A Rock and a Hard PlaceIt's 1940, early June, on the beaches of Dunkirk, northern France. Approximately 400,000 allied British and French troops are trapped by the sea on one side and the Nazis on the other.
They huddle on "the mole," a giant concrete pier, in dire need of evacuation back to Britain, as Nazi psych-warfare pamphlets rain down from the sky, sneering that they're basically all "fish in a barrel," ripe for imminent shooting and bombing.
War is often a lot of hurry-up-and-wait, and here that's portrayed to devastating effect—thousands of men, numb and in various states of post-traumatic stress disorder, with nowhere to run to, nowhere to hide.
The tale is told from three different perspectives—a SEAL perspective, if you will: stories from the sea, air, and land.
This sea story is of one Mr. Dawson (Mark Rylance), who owns a recreational boat but decides to captain it himself, bringing along his son, Peter (Tom Glynn-Carney), and Pete's buddy George (Barry Keoghan).
During their channel navigation, they rescue a stranded, profoundly shell-shocked soldier (Cillian Murphy) hunkered atop a sinking destroyer. Problem is, when the soldier finds out they're headed back to France to pick up more men, the situation becomes unhinged.
Royal Air Force pilot Farrier (Tom Hardy) is heroic and stoic in the grand aviator tradition of complete coolness under fire. When his fuel gauge is shot out, he improvises (with chalk-scribbled calculations) his fuel-supply check, then gets back to the business of being an apex hunter-killer of Nazi pilots.
It's a masterful and "mask-erful" turn. Hardy already displayed his ability to act straight through a huge mask in Nolan's "The Dark Night Rises," and here he reprises that ability by projecting a clear and subtle range of emotions from behind a pilot's oxygen mask.
He's largely silent, thereby functioning as our emotional avatar, putting us right in the action through his eyes and ears, representing the men on the ground.
Tommy is his squadron's sole survivor. He races through swarms of bullets while fleeing the town of Dunkirk, to the mole, where he eventually ends up within earshot of a British commander (Kenneth Branagh) in conversation, explaining why English help may not be ultimately forthcoming.
No Words Can Describe ItIt's all action, few words, and real basic. The emotional mule-kick of this movie lies in the timing, pacing, and above all, the sound effects and soundtrack, courtesy of world-class film composer Hans Zimmer.
Zimmer captures the sound of a droning warplane engine, then reproduces it as an instrument unto itself—notes of warplane; fugue by Messerschmitt, if you will.
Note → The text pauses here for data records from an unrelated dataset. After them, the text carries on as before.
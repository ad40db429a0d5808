use thiserror::Error;

pub type RequestResult<T> = Result<T, RequestError>;

/// Every failure handed to an error callback. The rendered message is what
/// the user sees in the default top tip.
#[derive(Error, Debug)]
pub enum RequestError {
    #[error("request error, {0}")]
    Transport(String),
    #[error("request error, {status_text}")]
    Status { status: u16, status_text: String },
    #[error("request error, {0}")]
    Rejected(String),
    #[error("request error, {0}")]
    Decode(#[from] serde_json::Error),
    #[error("request error, {0}")]
    Encode(#[source] serde_json::Error),
    #[error("request error, {0}")]
    InvalidArgument(String),
}

impl From<gloo::net::Error> for RequestError {
    fn from(err: gloo::net::Error) -> Self {
        Self::Transport(err.to_string())
    }
}

/// How a single request ended, before any callback runs.
#[derive(Debug)]
pub enum Completion<T> {
    Success(T),
    Failure(RequestError),
    /// Already dealt with (session expiry); nothing is reported.
    Handled,
}

impl<T> From<RequestError> for Completion<T> {
    fn from(err: RequestError) -> Self {
        Self::Failure(err)
    }
}
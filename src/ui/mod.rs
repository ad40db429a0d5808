pub mod navigator;
pub use self::navigator::*;

pub mod weui;
pub use self::weui::*;

/// User-facing messages.
pub trait Notifier {
    /// Short non-blocking banner; the default error display.
    fn top_tips(&self, message: &str);
    /// Acknowledgeable message; `on_close` runs once it goes away.
    fn toast(&self, message: &str, on_close: Box<dyn FnOnce()>);
}

pub trait Navigator {
    fn navigate(&self, route: &str);
}
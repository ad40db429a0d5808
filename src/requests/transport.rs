use super::{error::RequestResult, options::PreparedRequest};

/// What the helper needs back from the network.
#[derive(Debug, Clone, Default, PartialEq, Eq)]
pub struct RawResponse {
    pub status: u16,
    pub status_text: String,
    pub body: String,
}

impl RawResponse {
    pub fn ok(&self) -> bool {
        (200..=299).contains(&self.status)
    }
}

/// Asynchronous HTTP client the helper sends through.
#[allow(async_fn_in_trait)]
pub trait Transport {
    async fn fetch(&self, url: &str, request: PreparedRequest) -> RequestResult<RawResponse>;
}
pub mod helper;
pub use self::helper::*;

pub mod options;
pub use self::options::*;

pub mod transport;
pub use self::transport::*;

mod envelope;
pub use self::envelope::Envelope;

mod fetch;
pub use self::fetch::FetchTransport;

pub mod error;
pub use self::error::*;
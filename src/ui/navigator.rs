use super::Navigator;

/// Moves the current page with `window.location`.
#[derive(Debug, Clone, Copy, Default)]
pub struct WindowNavigator;

impl Navigator for WindowNavigator {
    fn navigate(&self, route: &str) {
        if let Err(err) = gloo::utils::window().location().set_href(route) {
            log::error!("failed to navigate to {}: {:?}", route, err);
        }
    }
}

impl WindowNavigator {
    pub fn current_path() -> String {
        gloo::utils::window()
            .location()
            .pathname()
            .unwrap_or_default()
    }
}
The realism of gunfire sound went up a notch with 1995's "Heat," but Nolan takes rifle-round concussive vehemence, not to mention bombs tearing up the beach, to a new level.
The continuously escalating tension of the film has to do, in part, with recurring series of repetitive eighth notes on various instruments—for example, a pizzicato, double-stopping violin that starts slowly and increases in speed like a locomotive. It's unbelievably effective in turning up the dread-dial; it puts you right there.
In addition to this, Nolan and Zimmer add a smattering of almost horror-genre sound-effect eerieness. Just as some of the T-rex vocalizations in "Jurassic Park" had elements of human screaming, the dive-bombing planes and whistling bombs are accompanied by an earsplitting human-banshee shriek that will stand your hair on end.
A TributeIt's hard to categorize "Dunkirk." Grand piece of art? Or virtuoso nail-bite fest? It's both. While decidedly nerve-wracking and blood-pressure raising, you'll be glad you subjected yourself to the discomfort.
One does wish, at times, for a tiny bit of levity, a bit of fun in this epic tale. Even the great, gray, grim "Schindler's List" had scenes more in common with "Keystone Kops" than Greek tragedy. A smidgen of comedy only serves to underscore the tragedy more effectively.
In the end, it's Mark Rylance's Mr. Dawson who sets an example of compassion in the face of extreme violence, and who models the fact that it is the act of looking within, to find the cause of any human war, that provides hope for humanity.
Between Rylance's, Hardy's, and Branaugh's performances, heroism abounds. "Dunkirk" pays tribute to all who collectively saved the planet from Third Reich domination.
“Dunkirk” won many Oscars: Best Picture, director, cinematography, original score, film editing, sound editing, sound mixing, and production design.